May 24, 2014 at 1:45PM

The Alerian Index is handily outperforming the S&P 500 through the first five months of the year, but given the latter's measly 2.5% return year-to-date, that's not saying much. Still, there are many master limited partnerships that are soaring well above the Alerian's 6.4% gain, and today we're taking a closer look at the top five: Emerge Energy Services (NYSE:EMES), Phillips 66 Partners (NYSE:PSXP), Oiltanking Partners (NYSE:OILT), Susser Petroleum Partners (NYSE:SUSP), and Tallgrass Energy Partners (NYSE:TEP).

The run-up
Emerge Energy Services is leading the way, posting gains just north of 100% this year:

EMES Total Return Price Chart

EMES Total Return Price data by YCharts

Emerge is a variable rate MLP that focuses on sand production for hydraulic fracturing, and fuel processing and distribution.
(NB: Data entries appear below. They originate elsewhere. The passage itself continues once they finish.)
//! Diet file resolution
//!
//! A diet is either one file shared by every individual or one file per
//! individual, listed in the same order as the abundance table samples.

use crate::core::config::DietInput;
use crate::core::error::{FileRole, PipelineError};
use serde::Serialize;
use std::path::{Path, PathBuf};
use tracing::{debug, warn};

/// Extensions accepted as-is; anything else gets [`DEFAULT_DIET_EXTENSION`]
pub const RECOGNIZED_EXTENSIONS: &[&str] = &["txt", "csv", "tsv"];

pub const DEFAULT_DIET_EXTENSION: &str = "txt";

/// Resolved diet: canonical paths to existing files
#[derive(Debug, Clone, PartialEq, Eq, Serialize)]
#[serde(rename_all = "camelCase", tag = "kind", content = "paths")]
pub enum DietSpec {
    Shared(PathBuf),
    PerIndividual(Vec<PathBuf>),
}

impl DietSpec {
    /// Diet file used for the sample at `index`
    pub fn for_sample(&self, index: usize) -> Option<&Path> {
        match self {
            DietSpec::Shared(path) => Some(path),
            DietSpec::PerIndividual(paths) => paths.get(index).map(PathBuf::as_path),
        }
    }

    pub fn is_personalized(&self) -> bool {
        matches!(self, DietSpec::PerIndividual(_))
    }
}

/// Turns user-supplied diet names into [`DietSpec`]s
#[derive(Debug, Clone)]
pub struct DietResolver {
    base_dir: PathBuf,
}

impl DietResolver {
    /// Relative diet names are looked up under `base_dir`
    pub fn new(base_dir: impl Into<PathBuf>) -> Self {
        Self {
            base_dir: base_dir.into(),
        }
    }

    /// Resolve a diet specification for a table with `sample_count` samples
    pub fn resolve(&self, input: &DietInput, sample_count: usize) -> Result<DietSpec, PipelineError> {
        match input {
            DietInput::Shared(name) => {
                let path = self.resolve_path(name)?;
                debug!("Using shared diet {}", path.display());
                Ok(DietSpec::Shared(path))
            }
            DietInput::PerIndividual(names) => {
                if names.len() != sample_count {
                    return Err(PipelineError::validation(
                        "dietFilePath",
                        format!(
                            "{} per-individual diets given for {} samples",
                            names.len(),
                            sample_count
                        ),
                    ));
                }
                let paths = names
                    .iter()
                    .map(|name| self.resolve_path(name))
                    .collect::<Result<Vec<_>, _>>()?;
                debug!("Using {} per-individual diets", paths.len());
                Ok(DietSpec::PerIndividual(paths))
            }
        }
    }

    /// Resolve one diet name to the canonical path of an existing file.
    ///
    /// `"Diet"` and `"Diet.txt"` resolve to the same path.
    pub fn resolve_path(&self, name: &str) -> Result<PathBuf, PipelineError> {
        let candidate = self.base_dir.join(with_diet_extension(name));
        if !candidate.is_file() {
            return Err(PipelineError::missing(FileRole::Diet, candidate));
        }
        Ok(candidate.canonicalize()?)
    }

    /// Whether stratified statistics are possible for this run.
    ///
    /// Absence of an info file is accepted with a warning; a named but
    /// missing info file is an error.
    pub fn stratification(info_file_path: Option<&Path>) -> Result<bool, PipelineError> {
        match info_file_path {
            Some(path) if path.is_file() => Ok(true),
            Some(path) => Err(PipelineError::missing(FileRole::Info, path)),
            None => {
                warn!("No stratification file provided, group statistics will be skipped");
                Ok(false)
            }
        }
    }
}

/// Append the default extension unless `name` already has a recognized one
pub fn with_diet_extension(name: &str) -> PathBuf {
    let path = PathBuf::from(name);
    let recognized = path
        .extension()
        .and_then(|e| e.to_str())
        .map(|e| RECOGNIZED_EXTENSIONS.contains(&e.to_ascii_lowercase().as_str()))
        .unwrap_or(false);
    if recognized {
        path
    } else {
        PathBuf::from(format!("{}.{}", name, DEFAULT_DIET_EXTENSION))
    }
}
As a variable rate MLP, it has no minimum quarterly distribution. That said, it operates five assets, differentiating itself from other variable rate MLPs that typically operate only one or two assets. It increased its most recent distribution by 13% quarter over quarter after increasing adjusted EBITDA nearly 62% year over year. The strong distribution growth has kept Emerge Energy Services' yield at 5.2% despite the run-up in unit price.

Phillips 66 Partners has not been able to manage that feat. Its shares soared after its IPO last summer, and continued to climb steadily through the end of 2013 right into 2014. It's currently yielding 1.8%, and some analysts think it's fairly valued right now at roughly $60 per unit, anticipating price growth will slow as the year continues. Investors have had a hard time looking away, however, as distributions grow and parent company Phillips 66 increases its focus on the midstream sector.

Oiltanking Partners has steadily grown its unit price more than 53% this year, putting together back-to-back quarters of excellent results. The partnership grew adjusted EBITDA 80% in 2013, and 113% in the fourth quarter. It continued to climb over those impressive numbers in the first quarter of this year, up 57% to $40.4 million. All of that led to first quarter distribution growth of 5.3% sequentially, and 22.2% year over year. The partnership remains focused on organic growth projects, which bodes well for investors.

Susser Petroleum Partners was having a good year, up roughly 10% through April. Then its parent company struck a deal with Energy Transfer Partners that will ultimately result in the dropdown of ETP's retail gas station business. Shares of Susser Petroleum Partners took off on the news and are now up roughly 42% year to date. Units of SUSP have only been trading since September of 2012, and it really floated under the radar prior to the ETP deal. It has grown its distribution roughly 3.5% quarter over quarter for the past year, and maintained distribution coverage above 1 while doing so, which is a great sign for investors.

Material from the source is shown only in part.